Functional New Transcription Factors (TFs) Associated with Cervical Cancer

The goal of this research was to find noval transcription factors (TFs) that are involved in cervical carcinogenesis. The Gene Expression Omnibus (GEO) database was utilized to analyze ten cervical cancer datasets using the Robust Rank Aggregation (RRA) technique. Survival and differential expression were validated using GEPIA (Gene Expression Profiling Interactive Analysis). The transcriptional regulatory network and putative targets were built using Cytoscape. A real-time PCR (quantitative real-time polymerase chain reaction) experiment was used to confirm the mRNA expression. Using public cervical cancer single-cell RNA-sequencing (scRNA-seq), bulk TCGA-CESC RNA-seq, and microarray datasets, coexpression correlations between putative targets and TFs were confirmed.

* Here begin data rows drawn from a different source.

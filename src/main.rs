//! Queue Sweeper CLI entry point.

use clap::Parser;

use queue_sweeper::cli::{Cli, Commands};

#[tokio::main]
async fn main() {
    let cli = Cli::parse();
    let config_path = cli.config.as_deref();

    let result = match cli.command {
        Commands::Run(args) => queue_sweeper::cli::commands::run::execute(args, config_path, cli.json).await,
        Commands::Config(args) => queue_sweeper::cli::commands::config::execute(args, config_path, cli.json),
        Commands::Ledger(args) => {
            queue_sweeper::cli::commands::ledger::execute(args, config_path, cli.json).await
        }
    };

    if let Err(err) = result {
        queue_sweeper::cli::handle_error(err, cli.json);
    }
}
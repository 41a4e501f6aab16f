//! qBittorrent Web API response bodies (only the fields used).

use serde::Deserialize;

#[derive(Debug, Clone, Deserialize)]
pub struct TorrentInfo {
    pub hash: String,
    #[serde(default)]
    pub name: String,
    /// Comma-separated tags, e.g. `"Don't Kill, seeding"`.
    #[serde(default)]
    pub tags: String,
}

impl TorrentInfo {
    pub fn has_tag(&self, tag: &str) -> bool {
        self.tags.split(',').map(str::trim).any(|t| t == tag)
    }

    /// Hash in the upper-case form the *arr apps use as download id.
    pub fn download_id(&self) -> String {
        self.hash.to_uppercase()
    }
}

#[derive(Debug, Clone, Deserialize)]
pub struct TorrentProperties {
    #[serde(default)]
    pub is_private: Option<bool>,
}

#[derive(Debug, Clone, Deserialize)]
pub struct ServerState {
    #[serde(default)]
    pub connection_status: String,
}

#[derive(Debug, Clone, Deserialize)]
pub struct MainData {
    pub server_state: ServerState,
}

#[cfg(test)]
mod tests {
    use super::*;

    #[test]
    fn test_tag_matching_is_exact_per_tag() {
        let torrent = TorrentInfo {
            hash: "abcdef".to_string(),
            name: "x".to_string(),
            tags: "Don't Kill, seeding".to_string(),
        };
        assert!(torrent.has_tag("Don't Kill"));
        assert!(torrent.has_tag("seeding"));
        assert!(!torrent.has_tag("Don't"));
        assert_eq!(torrent.download_id(), "ABCDEF");
    }

    #[test]
    fn test_properties_without_private_flag() {
        let props: TorrentProperties = serde_json::from_str(r#"{"save_path": "/dl"}"#).unwrap();
        assert_eq!(props.is_private, None);
    }
}
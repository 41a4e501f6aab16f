//! Removal of queue items with at-most-once semantics per download id.

use std::sync::Arc;

use crate::domain::models::{
    DeletedDownloads, FailureType, QueueItem, RemovalOutcome, RemovalRecord, SourceInstance,
};
use crate::domain::ports::QueueClient;

/// How one item should be removed.
#[derive(Debug, Clone, Copy, PartialEq, Eq)]
pub struct RemovalFlags {
    /// Also delete the torrent (and its data) from the download client.
    pub remove_from_client: bool,
    /// Blocklist the release so the source does not grab it again.
    pub add_to_blocklist: bool,
}

/// Issues removal requests and records removed download ids.
#[derive(Clone)]
pub struct RemovalService {
    client: Arc<dyn QueueClient>,
    dry_run: bool,
}

impl RemovalService {
    pub fn new(client: Arc<dyn QueueClient>, dry_run: bool) -> Self {
        Self { client, dry_run }
    }

    /// Remove `item` unless its download id was already removed this run.
    ///
    /// The id is recorded in `deleted` only when the call succeeds or in dry
    /// run; a failed call leaves the item eligible for the next cycle.
    pub async fn remove(
        &self,
        source: &SourceInstance,
        failure_type: FailureType,
        deleted: &mut DeletedDownloads,
        item: &QueueItem,
        flags: RemovalFlags,
    ) -> RemovalRecord {
        let outcome = self.remove_inner(source, failure_type, deleted, item, flags).await;
        RemovalRecord {
            queue_id: item.id,
            download_id: item.download_id.clone(),
            title: item.title.clone(),
            outcome,
        }
    }

    async fn remove_inner(
        &self,
        source: &SourceInstance,
        failure_type: FailureType,
        deleted: &mut DeletedDownloads,
        item: &QueueItem,
        flags: RemovalFlags,
    ) -> RemovalOutcome {
        if deleted.contains(&item.download_id) {
            tracing::debug!(
                download_id = %item.download_id,
                "download already removed in this run, skipping"
            );
            return RemovalOutcome::AlreadyRemoved;
        }

        if flags.remove_from_client {
            tracing::info!(
                source = source.name(),
                %failure_type,
                title = %item.title,
                "Removing {} download: {}",
                failure_type,
                item.title
            );
        } else {
            tracing::info!(
                source = source.name(),
                %failure_type,
                title = %item.title,
                "Removing {} download (without removing from torrent client): {}",
                failure_type,
                item.title
            );
        }
        for message in &item.removal_messages {
            tracing::info!("{}", message);
        }

        if self.dry_run {
            deleted.record(&item.download_id);
            return RemovalOutcome::Simulated {
                remove_from_client: flags.remove_from_client,
                add_to_blocklist: flags.add_to_blocklist,
            };
        }

        match self
            .client
            .remove_queue_item(source, item.id, flags.remove_from_client, flags.add_to_blocklist)
            .await
        {
            Ok(()) => {
                deleted.record(&item.download_id);
                RemovalOutcome::Removed {
                    remove_from_client: flags.remove_from_client,
                    add_to_blocklist: flags.add_to_blocklist,
                }
            }
            Err(e) => {
                tracing::warn!(
                    source = source.name(),
                    %failure_type,
                    queue_id = item.id,
                    error = %e,
                    "Failed to remove {} download: {}",
                    failure_type,
                    item.title
                );
                RemovalOutcome::Failed { error: e.to_string() }
            }
        }
    }
}
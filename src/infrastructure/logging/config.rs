use serde::{Deserialize, Serialize};
use std::path::PathBuf;

use crate::domain::models::LoggingConfig;

/// Logging configuration
#[derive(Debug, Clone, Serialize, Deserialize)]
pub struct LogConfig {
    /// Log level (trace, debug, info, warn, error)
    #[serde(default = "default_log_level")]
    pub level: String,

    /// Output format (json, pretty)
    #[serde(default = "default_format")]
    pub format: LogFormat,

    /// Directory for log files (optional, if None logs only to stdout)
    pub log_dir: Option<PathBuf>,

    /// Enable stdout logging
    #[serde(default = "default_true")]
    pub enable_stdout: bool,

    /// Log rotation policy
    #[serde(default)]
    pub rotation: RotationPolicy,
}

#[derive(Debug, Clone, Copy, Serialize, Deserialize, PartialEq, Eq)]
#[serde(rename_all = "lowercase")]
pub enum LogFormat {
    Json,
    Pretty,
}

#[derive(Debug, Clone, Copy, Default, Serialize, Deserialize, PartialEq, Eq)]
#[serde(rename_all = "lowercase")]
pub enum RotationPolicy {
    #[default]
    Daily,
    Hourly,
    Never,
}

impl Default for LogConfig {
    fn default() -> Self {
        Self {
            level: default_log_level(),
            format: default_format(),
            log_dir: None,
            enable_stdout: true,
            rotation: RotationPolicy::default(),
        }
    }
}

impl From<&LoggingConfig> for LogConfig {
    /// Unknown format or rotation names fall back to the defaults; the
    /// config loader rejects them before this point.
    fn from(config: &LoggingConfig) -> Self {
        let format = match config.format.as_str() {
            "json" => LogFormat::Json,
            _ => LogFormat::Pretty,
        };
        let rotation = match config.rotation.as_str() {
            "hourly" => RotationPolicy::Hourly,
            "never" => RotationPolicy::Never,
            _ => RotationPolicy::Daily,
        };
        Self {
            level: config.level.clone(),
            format,
            log_dir: config.log_dir.as_ref().map(PathBuf::from),
            enable_stdout: true,
            rotation,
        }
    }
}

fn default_log_level() -> String {
    "info".to_string()
}

const fn default_format() -> LogFormat {
    LogFormat::Pretty
}

const fn default_true() -> bool {
    true
}
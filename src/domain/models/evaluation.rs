//! Inputs and results of a single (source, failure type) evaluation.

use serde::Serialize;
use std::collections::HashSet;

use super::{CheckOptions, FailureType, QueueItem, SourceInstance};

/// Download ids exempt from removal, fetched fresh for every evaluation.
#[derive(Debug, Clone, Default)]
pub struct ExemptionSets {
    pub private_tracker_download_ids: HashSet<String>,
    pub protected_download_ids: HashSet<String>,
}

impl ExemptionSets {
    pub fn is_private(&self, download_id: &str) -> bool {
        self.private_tracker_download_ids.contains(download_id)
    }

    pub fn is_protected(&self, download_id: &str) -> bool {
        self.protected_download_ids.contains(download_id)
    }
}

/// Everything an evaluation needs besides the affected items and the ledgers.
#[derive(Debug, Clone)]
pub struct EvaluationContext<'a> {
    pub source: &'a SourceInstance,
    pub failure_type: FailureType,
    pub checks: CheckOptions,
    pub exemptions: &'a ExemptionSets,
}

/// Where a tracked download stands after its attempt counter moved.
#[derive(Debug, Clone, Copy, PartialEq, Eq)]
pub enum AttemptVerdict {
    /// Still within the permitted number of observations; not removed.
    Spared,
    /// First observation past the limit; removed.
    Exceeded,
    /// Past the limit more than once: an earlier removal did not stick.
    Recurring,
}

impl AttemptVerdict {
    /// Classify `attempts` against `permitted` (`attempts_left = permitted - attempts`).
    pub fn from_attempts(permitted: u32, attempts: u32) -> Self {
        let attempts_left = i64::from(permitted) - i64::from(attempts);
        match attempts_left {
            left if left >= 0 => Self::Spared,
            -1 => Self::Exceeded,
            _ => Self::Recurring,
        }
    }

    pub fn removes(&self) -> bool {
        !matches!(self, Self::Spared)
    }
}

/// How a single removal request ended.
#[derive(Debug, Clone, PartialEq, Eq, Serialize)]
#[serde(tag = "outcome", rename_all = "snake_case")]
pub enum RemovalOutcome {
    /// The source application accepted the removal.
    Removed { remove_from_client: bool, add_to_blocklist: bool },
    /// Dry run: recorded as removed, nothing sent.
    Simulated { remove_from_client: bool, add_to_blocklist: bool },
    /// The download id was already removed earlier in this run.
    AlreadyRemoved,
    /// The removal call failed; the item stays eligible next cycle.
    Failed { error: String },
}

impl RemovalOutcome {
    pub fn counts_as_removed(&self) -> bool {
        matches!(self, Self::Removed { .. } | Self::Simulated { .. })
    }
}

/// A removed (or attempted) queue item with its outcome.
#[derive(Debug, Clone, Serialize)]
pub struct RemovalRecord {
    pub queue_id: i64,
    pub download_id: String,
    pub title: String,
    #[serde(flatten)]
    pub outcome: RemovalOutcome,
}

/// Result of one completed evaluation.
#[derive(Debug, Clone, Default, Serialize)]
pub struct EvaluationReport {
    /// Items that survived every filter, in affected-set order.
    pub removal_set: Vec<QueueItem>,
    pub removals: Vec<RemovalRecord>,
    pub recovered: Vec<String>,
    pub spared: Vec<String>,
}

impl EvaluationReport {
    /// Number of items actually removed (or simulated) in this evaluation.
    pub fn removed_count(&self) -> usize {
        self.removals
            .iter()
            .filter(|r| r.outcome.counts_as_removed())
            .count()
    }
}

#[cfg(test)]
mod tests {
    use super::*;

    #[test]
    fn test_verdict_boundaries() {
        assert_eq!(AttemptVerdict::from_attempts(3, 1), AttemptVerdict::Spared);
        assert_eq!(AttemptVerdict::from_attempts(3, 3), AttemptVerdict::Spared);
        assert_eq!(AttemptVerdict::from_attempts(3, 4), AttemptVerdict::Exceeded);
        assert_eq!(AttemptVerdict::from_attempts(3, 5), AttemptVerdict::Recurring);
        assert_eq!(AttemptVerdict::from_attempts(0, 1), AttemptVerdict::Exceeded);
    }

    #[test]
    fn test_only_spared_is_kept() {
        assert!(!AttemptVerdict::Spared.removes());
        assert!(AttemptVerdict::Exceeded.removes());
        assert!(AttemptVerdict::Recurring.removes());
    }

    #[test]
    fn test_removed_count_ignores_failures() {
        let record = |download_id: &str, outcome| RemovalRecord {
            queue_id: 1,
            download_id: download_id.to_string(),
            title: "t".to_string(),
            outcome,
        };
        let report = EvaluationReport {
            removals: vec![
                record("A", RemovalOutcome::Removed { remove_from_client: true, add_to_blocklist: true }),
                record("B", RemovalOutcome::Failed { error: "timeout".to_string() }),
                record("C", RemovalOutcome::AlreadyRemoved),
                record("D", RemovalOutcome::Simulated { remove_from_client: false, add_to_blocklist: true }),
            ],
            ..Default::default()
        };
        assert_eq!(report.removed_count(), 2);
    }
}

After combining the results of 10 datasets, 8 TFs, including EMX2 (Empty Spiracles Homeobox 2), were chosen among 385 robust DEGs. In the normal female reproductive tract, EMX2 is extensively expressed, but it is reduced in cervical cancer. Overexpression EMX2 suppresses the proliferation of HeLa cells. 12 potential targets of EMX2 were selected. Our research has revealed evidence that EMX2 acted as a tumor suppressor in cervical cancer and PDZRN3 might be possible target of EMX2 in cervical cancer. It might be a therapeutic target in the future.